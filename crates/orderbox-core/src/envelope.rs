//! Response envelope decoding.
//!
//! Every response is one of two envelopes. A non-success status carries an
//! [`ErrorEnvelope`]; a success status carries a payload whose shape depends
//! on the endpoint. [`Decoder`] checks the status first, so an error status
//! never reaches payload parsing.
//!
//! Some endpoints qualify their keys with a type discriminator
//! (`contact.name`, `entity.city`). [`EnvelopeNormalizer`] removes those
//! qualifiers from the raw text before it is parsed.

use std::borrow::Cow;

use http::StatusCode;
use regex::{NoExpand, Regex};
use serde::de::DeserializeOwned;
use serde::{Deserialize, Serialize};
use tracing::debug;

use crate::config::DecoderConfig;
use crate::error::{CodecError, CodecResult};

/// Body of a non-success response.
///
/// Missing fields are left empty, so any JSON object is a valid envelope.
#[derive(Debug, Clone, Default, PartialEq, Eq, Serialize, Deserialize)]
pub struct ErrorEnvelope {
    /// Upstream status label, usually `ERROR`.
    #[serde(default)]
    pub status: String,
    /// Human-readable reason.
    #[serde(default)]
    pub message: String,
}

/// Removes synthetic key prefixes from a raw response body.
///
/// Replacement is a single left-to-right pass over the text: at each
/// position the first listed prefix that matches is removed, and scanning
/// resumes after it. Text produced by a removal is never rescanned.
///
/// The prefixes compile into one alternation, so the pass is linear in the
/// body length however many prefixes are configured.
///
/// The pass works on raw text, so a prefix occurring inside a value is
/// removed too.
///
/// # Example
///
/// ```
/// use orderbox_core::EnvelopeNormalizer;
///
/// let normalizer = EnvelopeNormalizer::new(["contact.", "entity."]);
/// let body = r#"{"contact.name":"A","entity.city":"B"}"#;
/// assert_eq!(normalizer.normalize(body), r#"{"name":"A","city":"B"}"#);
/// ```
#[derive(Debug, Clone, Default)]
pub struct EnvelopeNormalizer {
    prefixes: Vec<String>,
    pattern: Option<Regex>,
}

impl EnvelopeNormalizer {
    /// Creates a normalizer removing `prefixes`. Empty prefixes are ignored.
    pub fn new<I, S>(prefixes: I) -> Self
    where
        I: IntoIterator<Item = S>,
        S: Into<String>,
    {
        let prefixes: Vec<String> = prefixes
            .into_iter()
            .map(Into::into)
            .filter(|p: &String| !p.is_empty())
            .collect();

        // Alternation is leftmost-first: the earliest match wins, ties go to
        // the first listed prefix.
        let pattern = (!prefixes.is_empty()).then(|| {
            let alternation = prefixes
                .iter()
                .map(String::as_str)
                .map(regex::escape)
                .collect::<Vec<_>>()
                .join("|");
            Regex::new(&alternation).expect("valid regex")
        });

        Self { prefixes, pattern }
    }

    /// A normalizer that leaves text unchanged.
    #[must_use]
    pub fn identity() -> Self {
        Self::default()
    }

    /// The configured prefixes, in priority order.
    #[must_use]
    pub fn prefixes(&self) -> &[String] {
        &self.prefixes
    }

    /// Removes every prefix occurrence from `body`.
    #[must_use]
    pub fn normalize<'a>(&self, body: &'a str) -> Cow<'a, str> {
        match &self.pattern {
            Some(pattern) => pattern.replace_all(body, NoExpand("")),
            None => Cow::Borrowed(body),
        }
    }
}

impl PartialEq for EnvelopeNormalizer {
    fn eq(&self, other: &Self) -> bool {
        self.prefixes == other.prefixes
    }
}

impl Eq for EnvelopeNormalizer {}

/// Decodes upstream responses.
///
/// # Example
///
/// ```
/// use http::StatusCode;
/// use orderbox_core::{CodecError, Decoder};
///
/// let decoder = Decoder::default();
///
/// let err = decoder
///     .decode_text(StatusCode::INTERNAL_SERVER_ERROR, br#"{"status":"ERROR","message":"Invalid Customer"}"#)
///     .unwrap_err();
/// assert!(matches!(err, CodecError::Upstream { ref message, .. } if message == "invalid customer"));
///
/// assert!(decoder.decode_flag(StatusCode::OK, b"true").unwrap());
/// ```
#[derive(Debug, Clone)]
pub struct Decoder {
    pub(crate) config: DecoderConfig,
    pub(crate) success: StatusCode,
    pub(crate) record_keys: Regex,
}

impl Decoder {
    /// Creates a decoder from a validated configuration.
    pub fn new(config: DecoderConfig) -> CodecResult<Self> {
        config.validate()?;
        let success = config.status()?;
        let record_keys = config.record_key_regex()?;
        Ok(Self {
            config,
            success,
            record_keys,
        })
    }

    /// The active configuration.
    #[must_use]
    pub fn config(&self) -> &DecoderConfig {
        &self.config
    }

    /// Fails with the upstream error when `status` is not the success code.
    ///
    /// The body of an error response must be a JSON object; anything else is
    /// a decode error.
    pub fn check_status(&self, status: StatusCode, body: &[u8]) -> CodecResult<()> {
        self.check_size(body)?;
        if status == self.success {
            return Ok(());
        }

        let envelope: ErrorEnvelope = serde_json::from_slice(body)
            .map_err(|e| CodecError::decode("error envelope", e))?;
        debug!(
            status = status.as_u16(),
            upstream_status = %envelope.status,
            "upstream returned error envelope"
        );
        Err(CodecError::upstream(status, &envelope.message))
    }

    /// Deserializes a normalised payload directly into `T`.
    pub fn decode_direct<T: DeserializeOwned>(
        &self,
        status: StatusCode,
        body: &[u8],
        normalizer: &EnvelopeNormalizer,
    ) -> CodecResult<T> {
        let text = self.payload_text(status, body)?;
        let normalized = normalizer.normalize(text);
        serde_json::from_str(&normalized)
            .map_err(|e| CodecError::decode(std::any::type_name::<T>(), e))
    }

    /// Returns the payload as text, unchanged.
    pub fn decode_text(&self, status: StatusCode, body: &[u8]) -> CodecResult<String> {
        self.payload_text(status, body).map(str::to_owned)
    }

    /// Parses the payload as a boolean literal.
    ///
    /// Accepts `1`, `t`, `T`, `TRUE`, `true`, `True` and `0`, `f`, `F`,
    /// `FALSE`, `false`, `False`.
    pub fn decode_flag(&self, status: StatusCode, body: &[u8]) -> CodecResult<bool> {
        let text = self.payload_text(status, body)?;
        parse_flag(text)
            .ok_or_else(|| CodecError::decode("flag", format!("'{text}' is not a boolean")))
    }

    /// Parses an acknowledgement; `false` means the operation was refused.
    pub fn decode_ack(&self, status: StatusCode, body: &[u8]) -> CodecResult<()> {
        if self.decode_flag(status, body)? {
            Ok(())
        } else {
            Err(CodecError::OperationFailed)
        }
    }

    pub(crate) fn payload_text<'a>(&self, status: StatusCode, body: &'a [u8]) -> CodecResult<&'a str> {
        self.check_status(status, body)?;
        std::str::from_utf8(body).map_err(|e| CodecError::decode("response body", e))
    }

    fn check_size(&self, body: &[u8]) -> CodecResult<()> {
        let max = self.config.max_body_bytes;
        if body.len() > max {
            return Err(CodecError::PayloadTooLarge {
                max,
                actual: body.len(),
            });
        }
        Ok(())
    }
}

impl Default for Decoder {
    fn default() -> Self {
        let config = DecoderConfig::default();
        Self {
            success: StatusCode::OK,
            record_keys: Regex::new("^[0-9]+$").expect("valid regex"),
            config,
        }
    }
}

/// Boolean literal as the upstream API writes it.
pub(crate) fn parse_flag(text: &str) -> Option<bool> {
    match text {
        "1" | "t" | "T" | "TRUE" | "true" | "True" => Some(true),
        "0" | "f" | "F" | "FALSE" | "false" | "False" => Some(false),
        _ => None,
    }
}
········
Tally up the lines of the data above where the string "true" appears, and give only the count.

_Response:_
3